Était-ce le séjour en prison qui avait changé Fanchette ainsi ?… Toute cette espèce de crânerie audacieuse et vivante, toute cette gaieté qui faisait son principal charme, avait disparu. Elle, autrefois si vive, marchait à présent comme courbée sous un poids trop lourd. On n’entendait plus son rire jeune s’égrener en cascade le long des chemins. Même auprès de Jean, qu’elle aimait toujours, elle paraissait triste. Il la pressait de fixer le jour de leur mariage, et Fanchette se dérobait sous des faux-fuyants.

Voyant Marie seule, elle entra tout à fait et vint s’asseoir sur une chaise basse à côté de sa sœur :

— Enfin, dit-elle, c’est du moins une consolation de pouvoir venir et causer avec toi, loin des espions.

Marie eut un sourire en lui montrant son ouvrage :

— J’avance, dit-elle, tu le vois, il faudra bien maintenant que tu donnes à Jean la joie de décider enfin quel jour vous vous marierez.

— Ne parle pas de mariage, riposta Fanchette, tu me mets en colère,

— Il faut se résigner, Fanchette.

— Oui, se résigner !… tu as la bosse de la résignation, tu n’as fait que ça toute la vie, et tu viens de finir maintenant, par te résigner en une fois au malheur de ta vie entière.

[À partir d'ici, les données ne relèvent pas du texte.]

//! Wire types for the DacSan backend API.
//!
//! Field names on the wire are camelCase. Every endpoint responds with the
//! same [`ApiResponse`] envelope; business failures carry `message` (and
//! sometimes `errors`/`retryAfter`), never a bare HTTP error body.

use chrono::{DateTime, Utc};
use serde::{Deserialize, Serialize};

/// Generic message shown when the transport itself fails (no connectivity,
/// timeout). Matches what the app displays to the user.
pub const NETWORK_ERROR_MESSAGE: &str = "Lỗi kết nối mạng. Vui lòng thử lại.";

/// Uniform response envelope used by every endpoint.
#[derive(Debug, Clone, Serialize, Deserialize)]
#[serde(rename_all = "camelCase")]
pub struct ApiResponse<T> {
    pub success: bool,
    #[serde(default)]
    pub message: String,
    #[serde(skip_serializing_if = "Option::is_none")]
    pub data: Option<T>,
    #[serde(skip_serializing_if = "Option::is_none")]
    pub errors: Option<Vec<FieldError>>,
    /// Seconds to wait before retrying, sent with HTTP 429.
    #[serde(skip_serializing_if = "Option::is_none")]
    pub retry_after: Option<u64>,
}

impl<T> ApiResponse<T> {
    /// Failure envelope for a transport-level error. Callers never see the
    /// underlying `reqwest` error, only this localized envelope.
    pub fn network_failure() -> Self {
        Self::failure(NETWORK_ERROR_MESSAGE)
    }

    /// Failure envelope with the given message.
    pub fn failure(message: impl Into<String>) -> Self {
        Self {
            success: false,
            message: message.into(),
            data: None,
            errors: None,
            retry_after: None,
        }
    }

    /// Failure envelope attributed to a single field, the shape the backend
    /// uses for per-field validation rejections.
    pub fn field_failure(field: impl Into<String>, message: impl Into<String>) -> Self {
        let message = message.into();
        Self {
            success: false,
            message: message.clone(),
            data: None,
            errors: Some(vec![FieldError {
                resource: None,
                field: Some(field.into()),
                message,
            }]),
            retry_after: None,
        }
    }
}

/// A single field-level error inside the envelope.
#[derive(Debug, Clone, Serialize, Deserialize)]
#[serde(rename_all = "camelCase")]
pub struct FieldError {
    #[serde(default, skip_serializing_if = "Option::is_none")]
    pub resource: Option<String>,
    #[serde(default, skip_serializing_if = "Option::is_none")]
    pub field: Option<String>,
    pub message: String,
}

/// User role as issued by the backend.
#[derive(Debug, Clone, Copy, PartialEq, Eq, Serialize, Deserialize)]
#[serde(rename_all = "SCREAMING_SNAKE_CASE")]
pub enum UserRole {
    Admin,
    Staff,
    User,
}

/// Account record attached to a session.
#[derive(Debug, Clone, PartialEq, Serialize, Deserialize)]
#[serde(rename_all = "camelCase")]
pub struct User {
    pub id: i64,
    pub username: String,
    pub email: String,
    pub full_name: String,
    #[serde(default, skip_serializing_if = "Option::is_none")]
    pub phone_number: Option<String>,
    #[serde(default, skip_serializing_if = "Option::is_none")]
    pub avatar_url: Option<String>,
    pub role: UserRole,
    pub is_active: bool,
    pub created_at: DateTime<Utc>,
    pub updated_at: DateTime<Utc>,
}

/// Server-side session metadata returned by login.
#[derive(Debug, Clone, Serialize, Deserialize)]
#[serde(rename_all = "camelCase")]
pub struct SessionInfo {
    pub session_id: String,
    pub expires_at: DateTime<Utc>,
}

/// Access/refresh token pair. `expires_in` is an opaque duration string.
#[derive(Debug, Clone, Serialize, Deserialize)]
#[serde(rename_all = "camelCase")]
pub struct TokenPair {
    pub access_token: String,
    pub refresh_token: String,
    #[serde(default)]
    pub expires_in: String,
}

// ── Auth ──

#[derive(Debug, Clone, Serialize, Deserialize)]
#[serde(rename_all = "camelCase")]
pub struct LoginRequest {
    pub email_or_username: String,
    pub password: String,
}

#[derive(Debug, Clone, Deserialize)]
#[serde(rename_all = "camelCase")]
pub struct LoginResponse {
    pub user: User,
    pub session: SessionInfo,
    #[serde(default)]
    pub tokens: Option<TokenPair>,
}

#[derive(Debug, Clone, Serialize, Deserialize)]
#[serde(rename_all = "camelCase")]
pub struct RegisterRequest {
    pub username: String,
    pub email: String,
    pub password: String,
    pub full_name: String,
    #[serde(default, skip_serializing_if = "Option::is_none")]
    pub phone_number: Option<String>,
}

#[derive(Debug, Clone, Deserialize)]
#[serde(rename_all = "camelCase")]
pub struct RegisterResponse {
    pub user: User,
}

#[derive(Debug, Clone, Serialize, Deserialize)]
#[serde(rename_all = "camelCase")]
pub struct SendRegistrationOtpRequest {
    pub email: String,
    #[serde(default, skip_serializing_if = "Option::is_none")]
    pub full_name: Option<String>,
    pub username: String,
}

#[derive(Debug, Clone, Serialize, Deserialize)]
#[serde(rename_all = "camelCase")]
pub struct VerifyRegistrationOtpRequest {
    pub email: String,
    pub otp_code: String,
    pub username: String,
    pub password: String,
    pub full_name: String,
    #[serde(default, skip_serializing_if = "Option::is_none")]
    pub phone_number: Option<String>,
}

#[derive(Debug, Clone, Deserialize)]
#[serde(rename_all = "camelCase")]
pub struct VerifyRegistrationResponse {
    pub user: User,
    pub tokens: TokenPair,
}

#[derive(Debug, Clone, Serialize, Deserialize)]
#[serde(rename_all = "camelCase")]
pub struct PasswordResetOtpRequest {
    pub email: String,
}

#[derive(Debug, Clone, Serialize, Deserialize)]
#[serde(rename_all = "camelCase")]
pub struct ResetPasswordWithOtpRequest {
    pub email: String,
    pub otp_code: String,
    pub new_password: String,
}

#[derive(Debug, Clone, Serialize, Deserialize)]
#[serde(rename_all = "camelCase")]
pub struct LogoutRequest {
    pub session_id: String,
}

#[derive(Debug, Clone, Serialize, Deserialize)]
#[serde(rename_all = "camelCase")]
pub struct CheckSessionRequest {
    pub session_id: String,
}

// ── OTP send responses (registration, reset, profile flows) ──

/// Response to any OTP-send endpoint. The backend varies which fields it
/// fills per flow, so everything is optional; `otp_token` is the handle
/// required to redeem the code later.
#[derive(Debug, Clone, Serialize, Deserialize)]
#[serde(rename_all = "camelCase")]
pub struct OtpSendResponse {
    #[serde(default, skip_serializing_if = "Option::is_none")]
    pub email: Option<String>,
    #[serde(default, skip_serializing_if = "Option::is_none")]
    pub expires_at: Option<DateTime<Utc>>,
    #[serde(default, skip_serializing_if = "Option::is_none")]
    pub expires_in: Option<String>,
    #[serde(default, skip_serializing_if = "Option::is_none")]
    pub otp_token: Option<String>,
}

// ── Profile ──

#[derive(Debug, Clone, Deserialize)]
#[serde(rename_all = "camelCase")]
pub struct ProfileResponse {
    pub user: User,
}

/// The only profile fields a client may change directly. Unknown fields are
/// rejected at the boundary rather than silently dropped.
#[derive(Debug, Clone, Default, Serialize, Deserialize)]
#[serde(rename_all = "camelCase", deny_unknown_fields)]
pub struct ProfileUpdateRequest {
    #[serde(default, skip_serializing_if = "Option::is_none")]
    pub full_name: Option<String>,
    #[serde(default, skip_serializing_if = "Option::is_none")]
    pub phone_number: Option<String>,
}

#[derive(Debug, Clone, Deserialize)]
#[serde(rename_all = "camelCase")]
pub struct AvatarUploadResponse {
    pub user: User,
    pub avatar_url: String,
}

#[derive(Debug, Clone, Serialize, Deserialize)]
#[serde(rename_all = "camelCase")]
pub struct SendPasswordChangeOtpRequest {
    pub current_password: String,
}

#[derive(Debug, Clone, Serialize, Deserialize)]
#[serde(rename_all = "camelCase")]
pub struct VerifyPasswordChangeOtpRequest {
    pub current_password: String,
    pub new_password: String,
    pub otp_code: String,
    pub otp_token: String,
}

#[derive(Debug, Clone, Serialize, Deserialize)]
#[serde(rename_all = "camelCase")]
pub struct SendEmailUpdateOtpRequest {
    pub new_email: String,
}

#[derive(Debug, Clone, Serialize, Deserialize)]
#[serde(rename_all = "camelCase")]
pub struct VerifyEmailUpdateRequest {
    pub new_email: String,
    pub otp_code: String,
    pub otp_token: String,
}

#[derive(Debug, Clone, Serialize, Deserialize)]
#[serde(rename_all = "camelCase")]
pub struct SendPhoneUpdateOtpRequest {
    pub new_phone: String,
}

#[derive(Debug, Clone, Serialize, Deserialize)]
#[serde(rename_all = "camelCase")]
pub struct VerifyPhoneUpdateRequest {
    pub new_phone: String,
    pub otp_code: String,
    pub otp_token: String,
}

#[cfg(test)]
mod tests {
    use super::*;

    #[test]
    fn envelope_parses_rate_limit_fields() {
        let json = r#"{
            "success": false,
            "message": "Quá nhiều yêu cầu",
            "retryAfter": 60,
            "errors": [{"field": "email", "message": "Email đã tồn tại"}]
        }"#;
        let envelope: ApiResponse<OtpSendResponse> = serde_json::from_str(json).unwrap();
        assert!(!envelope.success);
        assert_eq!(envelope.retry_after, Some(60));
        let errors = envelope.errors.unwrap();
        assert_eq!(errors[0].field.as_deref(), Some("email"));
        assert!(envelope.data.is_none());
    }

    #[test]
    fn otp_send_response_accepts_sparse_payload() {
        let json = r#"{"success": true, "message": "ok", "data": {"otpToken": "T1", "expiresIn": "300"}}"#;
        let envelope: ApiResponse<OtpSendResponse> = serde_json::from_str(json).unwrap();
        let data = envelope.data.unwrap();
        assert_eq!(data.otp_token.as_deref(), Some("T1"));
        assert_eq!(data.expires_in.as_deref(), Some("300"));
        assert!(data.email.is_none());
        assert!(data.expires_at.is_none());
    }

    #[test]
    fn envelope_works_for_payloads_without_default() {
        // LoginResponse has no Default impl; the envelope must not demand
        // one just to leave `data` absent.
        let json = r#"{"success": false, "message": "Sai mật khẩu"}"#;
        let envelope: ApiResponse<LoginResponse> = serde_json::from_str(json).unwrap();
        assert!(!envelope.success);
        assert!(envelope.data.is_none());
        assert!(envelope.errors.is_none());
        assert!(envelope.retry_after.is_none());
    }

    #[test]
    fn user_deserializes_camel_case() {
        let json = r#"{
            "id": 7,
            "username": "ngocanh",
            "email": "anh@example.com",
            "fullName": "Ngọc Anh",
            "phoneNumber": "0912345678",
            "role": "USER",
            "isActive": true,
            "createdAt": "2025-01-01T00:00:00Z",
            "updatedAt": "2025-06-01T00:00:00Z"
        }"#;
        let user: User = serde_json::from_str(json).unwrap();
        assert_eq!(user.full_name, "Ngọc Anh");
        assert_eq!(user.role, UserRole::User);
        assert!(user.avatar_url.is_none());
    }

    #[test]
    fn profile_update_rejects_unknown_fields() {
        let json = r#"{"fullName": "A", "email": "sneaky@example.com"}"#;
        let result: Result<ProfileUpdateRequest, _> = serde_json::from_str(json);
        assert!(result.is_err());
    }

    #[test]
    fn network_failure_envelope_shape() {
        let envelope: ApiResponse<()> = ApiResponse::network_failure();
        assert!(!envelope.success);
        assert_eq!(envelope.message, NETWORK_ERROR_MESSAGE);
        assert!(envelope.data.is_none());
    }
}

— C’est toi qui m’en fais le reproche !

Fanchette se jeta au cou de Marie et la serra contre elle en pleurant :

— Tu as raison, je devrais me souvenir que c’est pour moi… Oh ! Marie, moi qui t’ai si souvent prêché la résistance ! Moi qui aurais donné ma vie et mon amour, et l’amour de mon Jean et tout au monde pour éviter ce qui arrive, voilà maintenant que c’est moi qui en suis la cause. Comment pourrai-je me consoler, jamais ?…

— Il faut se résigner, répéta Marie, je t’assure que je m’accoutume un peu à…

— À ton oncle ! Tu t’accoutumes à la pensée d’avoir ton oncle pour mari ! ose dire que tu t’accoutumes.

Un frisson secoua Marie. Elle mit sa tête dans ses mains et pleura. Tout lui semblait triste. Le mouvement et la vie que reprenaient le vieux manoir, l’arrivée du printemps qui, chaque année était une petite fête au milieu de la mélancolie habituelle comme le gai foyer allumé la nuit de Noël dans la cabane toujours glaciale d’un pauvre, l’arrivée du printemps redoublait sa peine. Les chants des oiseaux et l’éclat des fleurs lui parlaient de félicités qu’elle ne connaîtrait plus, elle serait toujours pareille à ces tristes herbes d’hiver, grises et mortes sous le verglas, et son cher Gabach qu’elle aimait tant jadis, elle était tentée maintenant de le haïr comme une prison.

Fanchette s’était agenouillée sur le tapis et regardait Marie avec ses bons yeux tendres, gonflés de larmes.

— Ne sois pas ainsi, je t’en supplie, lui disait Marie, un bras passé autour de son cou, moi qui n’aurai jamais de joie, il me faut ta gaieté, ton bonheur. Avec cet air dolent, tu n’es plus ma Fanchette et j’ai besoin de te retrouver joyeuse et forte comme autrefois quand nous étions petites filles.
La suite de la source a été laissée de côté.